**Problem details**.
Your answer is the listing, printed exactly as given.
<<<<
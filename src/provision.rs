use serde::Serialize;

use crate::error::ProvisionError;
use crate::schema::{CollectionSpec, USERS};
use crate::seed::AdminSeed;
use crate::storage::{IndexDefinition, SchemaStore};

pub const CONFIRMATION: &str = "SWA Database initialized successfully with collections and indexes";

/// How a declared index relates to what the store already has.
#[derive(Clone, Debug, PartialEq)]
pub enum IndexState {
    Missing,
    Present,
    Conflict(IndexDefinition),
}

/// Compare one declared index with the indexes already on its collection.
///
/// Several indexes may share keys when their collation or partial filter
/// differ; any equivalent one counts as present. Otherwise same keys with
/// different options, or the same name over different keys, is a conflict and
/// the existing definition is returned so it can be reported.
pub fn index_state(wanted: &IndexDefinition, existing: &[IndexDefinition]) -> IndexState {
    if existing.iter().any(|i| i.is_equivalent(wanted)) {
        return IndexState::Present;
    }
    if let Some(found) = existing
        .iter()
        .find(|i| i.same_keys(wanted) || i.name == wanted.name)
    {
        return IndexState::Conflict(found.clone());
    }
    IndexState::Missing
}

#[derive(Clone, Debug, PartialEq, Eq, Serialize)]
#[serde(rename_all = "snake_case")]
pub enum SeedOutcome {
    Inserted { id: String },
    /// A user with the same id already exists.
    AlreadyPresent { id: String },
    /// `users` already has documents; the seed only runs on an empty collection.
    CollectionNotEmpty { existing: u64 },
    /// Another run inserted a conflicting user between the checks and the insert.
    ConcurrentInsert,
}

#[derive(Clone, Debug, Default, PartialEq, Eq, Serialize)]
pub struct ProvisionReport {
    pub database: String,
    pub collections_created: Vec<String>,
    pub collections_existing: Vec<String>,
    /// `collection.index_name`
    pub indexes_created: Vec<String>,
    pub indexes_existing: Vec<String>,
    pub seed: Option<SeedOutcome>,
}

#[derive(Clone, Debug, PartialEq, Serialize)]
pub struct IndexStatus {
    pub name: String,
    pub state: &'static str,
    #[serde(skip_serializing_if = "Option::is_none")]
    pub existing: Option<String>,
}

#[derive(Clone, Debug, PartialEq, Serialize)]
pub struct CollectionStatus {
    pub name: String,
    pub exists: bool,
    pub indexes: Vec<IndexStatus>,
}

#[derive(Clone, Debug, PartialEq, Serialize)]
pub struct SchemaStatus {
    pub database: String,
    pub collections: Vec<CollectionStatus>,
}

impl SchemaStatus {
    pub fn is_complete(&self) -> bool {
        self.collections
            .iter()
            .all(|c| c.exists && c.indexes.iter().all(|i| i.state == "present"))
    }
}

/// Brings a database to the declared layout. Works on an explicitly passed store handle.
pub struct Initializer<'a, S: SchemaStore + ?Sized> {
    store: &'a S,
    schema: &'a [CollectionSpec],
}

impl<'a, S: SchemaStore + ?Sized> Initializer<'a, S> {
    pub fn new(store: &'a S, schema: &'a [CollectionSpec]) -> Self {
        Self { store, schema }
    }

    /// Ensure every collection and index exists, then optionally seed the admin record.
    ///
    /// Safe to re-run: existing collections and equivalent indexes are left as they are.
    pub fn initialize(&self, seed: Option<&AdminSeed>) -> Result<ProvisionReport, ProvisionError> {
        let mut report = ProvisionReport {
            database: self.store.database_name().to_string(),
            ..ProvisionReport::default()
        };

        self.ensure_collections(&mut report)?;
        for spec in self.schema {
            let _span = ::tracing::info_span!("collection", name = spec.name).entered();
            self.ensure_indexes(spec, &mut report)?;
        }
        log::info!("{}", CONFIRMATION);

        if let Some(seed) = seed {
            report.seed = Some(self.seed_admin(seed)?);
        }
        Ok(report)
    }

    /// Read-only comparison of the store against the declared layout.
    pub fn verify(&self) -> Result<SchemaStatus, ProvisionError> {
        let present = self.store.collection_names()?;
        let mut collections = Vec::with_capacity(self.schema.len());

        for spec in self.schema {
            let exists = present.iter().any(|n| n == spec.name);
            let existing = if exists {
                self.store.list_indexes(spec.name)?
            } else {
                Vec::new()
            };
            let indexes = spec
                .indexes
                .iter()
                .map(|index| {
                    let wanted = index.definition();
                    let (state, existing) = match index_state(&wanted, &existing) {
                        IndexState::Present => ("present", None),
                        IndexState::Missing => ("missing", None),
                        IndexState::Conflict(found) => ("conflict", Some(found.to_string())),
                    };
                    IndexStatus {
                        name: wanted.name,
                        state,
                        existing,
                    }
                })
                .collect();
            collections.push(CollectionStatus {
                name: spec.name.to_string(),
                exists,
                indexes,
            });
        }

        Ok(SchemaStatus {
            database: self.store.database_name().to_string(),
            collections,
        })
    }

    fn ensure_collections(&self, report: &mut ProvisionReport) -> Result<(), ProvisionError> {
        let present = self.store.collection_names()?;
        for spec in self.schema {
            let created = if present.iter().any(|n| n == spec.name) {
                false
            } else {
                self.store.create_collection(spec.name)?
            };
            if created {
                log::info!("📁 Created collection '{}'", spec.name);
                report.collections_created.push(spec.name.to_string());
            } else {
                log::debug!("collection '{}' already exists", spec.name);
                report.collections_existing.push(spec.name.to_string());
            }
        }
        Ok(())
    }

    fn ensure_indexes(
        &self,
        spec: &CollectionSpec,
        report: &mut ProvisionReport,
    ) -> Result<(), ProvisionError> {
        let existing = self.store.list_indexes(spec.name)?;

        for index in spec.indexes {
            let wanted = index.definition();
            let label = format!("{}.{}", spec.name, wanted.name);
            match index_state(&wanted, &existing) {
                IndexState::Present => {
                    log::debug!("index {} already present", label);
                    report.indexes_existing.push(label);
                }
                IndexState::Missing => {
                    self.store.create_index(spec.name, &wanted)?;
                    log::info!("🔑 Created index {} ({})", label, wanted);
                    report.indexes_created.push(label);
                }
                IndexState::Conflict(found) => {
                    return Err(ProvisionError::IndexConflict {
                        collection: spec.name.to_string(),
                        requested: wanted.to_string(),
                        existing: found.to_string(),
                    });
                }
            }
        }
        Ok(())
    }

    fn seed_admin(&self, seed: &AdminSeed) -> Result<SeedOutcome, ProvisionError> {
        if self.store.contains_id(USERS, seed.id())? {
            log::info!("👤 Admin seed skipped: user id '{}' already exists", seed.id());
            return Ok(SeedOutcome::AlreadyPresent {
                id: seed.id().to_string(),
            });
        }

        let existing = self.store.count_documents(USERS)?;
        if existing > 0 {
            log::info!(
                "👤 Admin seed skipped: '{}' already holds {} document(s)",
                USERS,
                existing
            );
            return Ok(SeedOutcome::CollectionNotEmpty { existing });
        }

        match self.store.insert_document(USERS, seed.to_document()?) {
            Ok(()) => {
                log::info!("👤 Admin user '{}' created", seed.username());
                Ok(SeedOutcome::Inserted {
                    id: seed.id().to_string(),
                })
            }
            Err(ProvisionError::DuplicateKey { .. }) => {
                log::warn!("👤 Admin seed skipped: a concurrent insert won the race");
                Ok(SeedOutcome::ConcurrentInsert)
            }
            Err(e) => Err(e),
        }
    }
}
>>>>
**Task answer**.
filename src/provision.rs
use serde::Serialize;

use crate::error::ProvisionError;
use crate::schema::{CollectionSpec, USERS};
use crate::seed::AdminSeed;
use crate::storage::{IndexDefinition, SchemaStore};

pub const CONFIRMATION: &str = "SWA Database initialized successfully with collections and indexes";

/// How a declared index relates to what the store already has.
#[derive(Clone, Debug, PartialEq)]
pub enum IndexState {
    Missing,
    Present,
    Conflict(IndexDefinition),
}

/// Compare one declared index with the indexes already on its collection.
///
/// Several indexes may share keys when their collation or partial filter
/// differ; any equivalent one counts as present. Otherwise same keys with
/// different options, or the same name over different keys, is a conflict and
/// the existing definition is returned so it can be reported.
pub fn index_state(wanted: &IndexDefinition, existing: &[IndexDefinition]) -> IndexState {
    if existing.iter().any(|i| i.is_equivalent(wanted)) {
        return IndexState::Present;
    }
    if let Some(found) = existing
        .iter()
        .find(|i| i.same_keys(wanted) || i.name == wanted.name)
    {
        return IndexState::Conflict(found.clone());
    }
    IndexState::Missing
}

#[derive(Clone, Debug, PartialEq, Eq, Serialize)]
#[serde(rename_all = "snake_case")]
pub enum SeedOutcome {
    Inserted { id: String },
    /// A user with the same id already exists.
    AlreadyPresent { id: String },
    /// `users` already has documents; the seed only runs on an empty collection.
    CollectionNotEmpty { existing: u64 },
    /// Another run inserted a conflicting user between the checks and the insert.
    ConcurrentInsert,
}

#[derive(Clone, Debug, Default, PartialEq, Eq, Serialize)]
pub struct ProvisionReport {
    pub database: String,
    pub collections_created: Vec<String>,
    pub collections_existing: Vec<String>,
    /// `collection.index_name`
    pub indexes_created: Vec<String>,
    pub indexes_existing: Vec<String>,
    pub seed: Option<SeedOutcome>,
}

#[derive(Clone, Debug, PartialEq, Serialize)]
pub struct IndexStatus {
    pub name: String,
    pub state: &'static str,
    #[serde(skip_serializing_if = "Option::is_none")]
    pub existing: Option<String>,
}

#[derive(Clone, Debug, PartialEq, Serialize)]
pub struct CollectionStatus {
    pub name: String,
    pub exists: bool,
    pub indexes: Vec<IndexStatus>,
}

#[derive(Clone, Debug, PartialEq, Serialize)]
pub struct SchemaStatus {
    pub database: String,
    pub collections: Vec<CollectionStatus>,
}

impl SchemaStatus {
    pub fn is_complete(&self) -> bool {
        self.collections
            .iter()
            .all(|c| c.exists && c.indexes.iter().all(|i| i.state == "present"))
    }
}

/// Brings a database to the declared layout. Works on an explicitly passed store handle.
pub struct Initializer<'a, S: SchemaStore + ?Sized> {
    store: &'a S,
    schema: &'a [CollectionSpec],
}

impl<'a, S: SchemaStore + ?Sized> Initializer<'a, S> {
    pub fn new(store: &'a S, schema: &'a [CollectionSpec]) -> Self {
        Self { store, schema }
    }

    /// Ensure every collection and index exists, then optionally seed the admin record.
    ///
    /// Safe to re-run: existing collections and equivalent indexes are left as they are.
    pub fn initialize(&self, seed: Option<&AdminSeed>) -> Result<ProvisionReport, ProvisionError> {
        let mut report = ProvisionReport {
            database: self.store.database_name().to_string(),
            ..ProvisionReport::default()
        };

        self.ensure_collections(&mut report)?;
        for spec in self.schema {
            let _span = ::tracing::info_span!("collection", name = spec.name).entered();
            self.ensure_indexes(spec, &mut report)?;
        }
        log::info!("{}", CONFIRMATION);

        if let Some(seed) = seed {
            report.seed = Some(self.seed_admin(seed)?);
        }
        Ok(report)
    }

    /// Read-only comparison of the store against the declared layout.
    pub fn verify(&self) -> Result<SchemaStatus, ProvisionError> {
        let present = self.store.collection_names()?;
        let mut collections = Vec::with_capacity(self.schema.len());

        for spec in self.schema {
            let exists = present.iter().any(|n| n == spec.name);
            let existing = if exists {
                self.store.list_indexes(spec.name)?
            } else {
                Vec::new()
            };
            let indexes = spec
                .indexes
                .iter()
                .map(|index| {
                    let wanted = index.definition();
                    let (state, existing) = match index_state(&wanted, &existing) {
                        IndexState::Present => ("present", None),
                        IndexState::Missing => ("missing", None),
                        IndexState::Conflict(found) => ("conflict", Some(found.to_string())),
                    };
                    IndexStatus {
                        name: wanted.name,
                        state,
                        existing,
                    }
                })
                .collect();
            collections.push(CollectionStatus {
                name: spec.name.to_string(),
                exists,
                indexes,
            });
        }

        Ok(SchemaStatus {
            database: self.store.database_name().to_string(),
            collections,
        })
    }

    fn ensure_collections(&self, report: &mut ProvisionReport) -> Result<(), ProvisionError> {
        let present = self.store.collection_names()?;
        for spec in self.schema {
            let created = if present.iter().any(|n| n == spec.name) {
                false
            } else {
                self.store.create_collection(spec.name)?
            };
            if created {
                log::info!("📁 Created collection '{}'", spec.name);
                report.collections_created.push(spec.name.to_string());
            } else {
                log::debug!("collection '{}' already exists", spec.name);
                report.collections_existing.push(spec.name.to_string());
            }
        }
        Ok(())
    }

    fn ensure_indexes(
        &self,
        spec: &CollectionSpec,
        report: &mut ProvisionReport,
    ) -> Result<(), ProvisionError> {
        let existing = self.store.list_indexes(spec.name)?;

        for index in spec.indexes {
            let wanted = index.definition();
            let label = format!("{}.{}", spec.name, wanted.name);
            match index_state(&wanted, &existing) {
                IndexState::Present => {
                    log::debug!("index {} already present", label);
                    report.indexes_existing.push(label);
                }
                IndexState::Missing => {
                    self.store.create_index(spec.name, &wanted)?;
                    log::info!("🔑 Created index {} ({})", label, wanted);
                    report.indexes_created.push(label);
                }
                IndexState::Conflict(found) => {
                    return Err(ProvisionError::IndexConflict {
                        collection: spec.name.to_string(),
                        requested: wanted.to_string(),
                        existing: found.to_string(),
                    });
                }
            }
        }
        Ok(())
    }

    fn seed_admin(&self, seed: &AdminSeed) -> Result<SeedOutcome, ProvisionError> {
        if self.store.contains_id(USERS, seed.id())? {
            log::info!("👤 Admin seed skipped: user id '{}' already exists", seed.id());
            return Ok(SeedOutcome::AlreadyPresent {
                id: seed.id().to_string(),
            });
        }

        let existing = self.store.count_documents(USERS)?;
        if existing > 0 {
            log::info!(
                "👤 Admin seed skipped: '{}' already holds {} document(s)",
                USERS,
                existing
            );
            return Ok(SeedOutcome::CollectionNotEmpty { existing });
        }

        match self.store.insert_document(USERS, seed.to_document()?) {
            Ok(()) => {
                log::info!("👤 Admin user '{}' created", seed.username());
                Ok(SeedOutcome::Inserted {
                    id: seed.id().to_string(),
                })
            }
            Err(ProvisionError::DuplicateKey { .. }) => {
                log::warn!("👤 Admin seed skipped: a concurrent insert won the race");
                Ok(SeedOutcome::ConcurrentInsert)
            }
            Err(e) => Err(e),
        }
    }
}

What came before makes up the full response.